2.- Entidades en donde hay correspondencia entre recursos y buenos desempeños. Es el caso del Distrito Federal, con la puntuación más alta en PISA, además de tener la asignación más alta de recursos federales, aunque sus aportaciones estatales son bajas. El estado de México, que tiene una de las aportaciones federales más altas y cuya participación estatal está por arriba del promedio, obtuvo resultados superiores al promedio nacional.

3.- Las entidades en donde la participación estatal es baja y los resultados también. En este grupo sobresale Oaxaca, en donde no hay participación estatal y los resultados también son bajos. Baja California Sur posee aportación estatal baja y resultados que están por abajo del promedio nacional.

4.- Las entidades que tienen bajo recursos y buenos resultados: Aguascalientes, Colima, Nuevo León y Quintana Roo.
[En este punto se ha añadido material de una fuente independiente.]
use rss::{
    extension::atom::{AtomExtensionBuilder, Link},
    CategoryBuilder, Channel, ChannelBuilder, GuidBuilder, ItemBuilder,
};

use crate::config::SiteConfig;
use crate::content::BlogPost;

pub fn build_channel(config: &SiteConfig, posts: &[&BlogPost]) -> Channel {
    let items = posts
        .iter()
        .map(|p| {
            let link = format!("{}{}", config.site_url, p.href());
            let guid = GuidBuilder::default().value(&link).permalink(true).build();
            ItemBuilder::default()
                .title(p.title.to_string())
                .description(p.excerpt.to_string())
                .author(p.author.to_string())
                .pub_date(
                    p.published_on()
                        .and_then(|d| d.and_hms_opt(0, 0, 0))
                        .map(|dt| dt.and_utc().to_rfc2822()),
                )
                .categories(
                    p.tags
                        .iter()
                        .map(|t| CategoryBuilder::default().name(t.to_string()).build())
                        .collect::<Vec<_>>(),
                )
                .link(link)
                .guid(guid)
                .build()
        })
        .collect::<Vec<_>>();

    let mut atom_link = Link::default();
    atom_link.set_rel("self");
    atom_link.set_href(format!("{}/rss.xml", config.site_url));
    atom_link.set_mime_type("application/rss+xml".to_string());

    ChannelBuilder::default()
        .title("Ani Potts")
        .description("Devlogs and notes on shipping AI products, quant tools and music tech fast.")
        .link(format!("{}/blog", config.site_url))
        .language("en-us".to_string())
        .ttl("60".to_string())
        .atom_ext(AtomExtensionBuilder::default().links(vec![atom_link]).build())
        .items(items)
        .build()
}

#[cfg(test)]
mod tests {
    use super::*;
    use crate::content::list_posts;

    #[test]
    fn test_channel_links_use_site_url() {
        let config = SiteConfig {
            site_url: "https://example.com".to_string(),
            relay: None,
        };
        let channel = build_channel(&config, &list_posts());

        assert_eq!(channel.link(), "https://example.com/blog");
        assert_eq!(channel.items().len(), list_posts().len());
        let first = &channel.items()[0];
        assert_eq!(
            first.link(),
            Some("https://example.com/blog/shipping-a-viral-quiz-in-an-afternoon")
        );
        assert!(first.pub_date().is_some_and(|d| d.contains("2024")));
    }
}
Estos estados han tenido innovaciones pedagógicas e inversiones que van más allá del gasto corriente, factores que pueden explicar sus mejores resultados.

Matrícula vs. recursos

Sin fórmulas ni criterios objetivos para la asignación de los recursos, existen algunas incongruencias, como en el caso del estado de México que tiene la mayor matrícula del país con 2,557,116 alumnos y recibió un presupuesto de 17,290,483,689 pesos, es decir, que por cada alumno recibió 6,761.71 pesos, mientras que el Distrito Federal con una matrícula de 1,784,037 alumnos recibió 17,902,800 000 pesos, es decir 10,034.99 por alumno. En el caso de Puebla, recibió por alumno 5,876.83 pesos.

A partir de este análisis, se deduce que la mayor asignación de recursos no es condición suficiente para mejorar la calidad educativa. Primero se tienen que resolver los problemas del sistema a fondo y a continuación destinar los recursos.

Por otra parte, a mayor inversión debiera corresponder una mayor exigencia en cuanto a calidad, evaluación, rendición de cuentas y transparencia. Para mejorar la educación, el gobierno federal tendrá que optar por una fórmula transparente y criterios objetivos que no continúen con las inercias de temas financieros, además de soslayar una serie de trabas jurídicas que impiden hacer un gasto eficiente.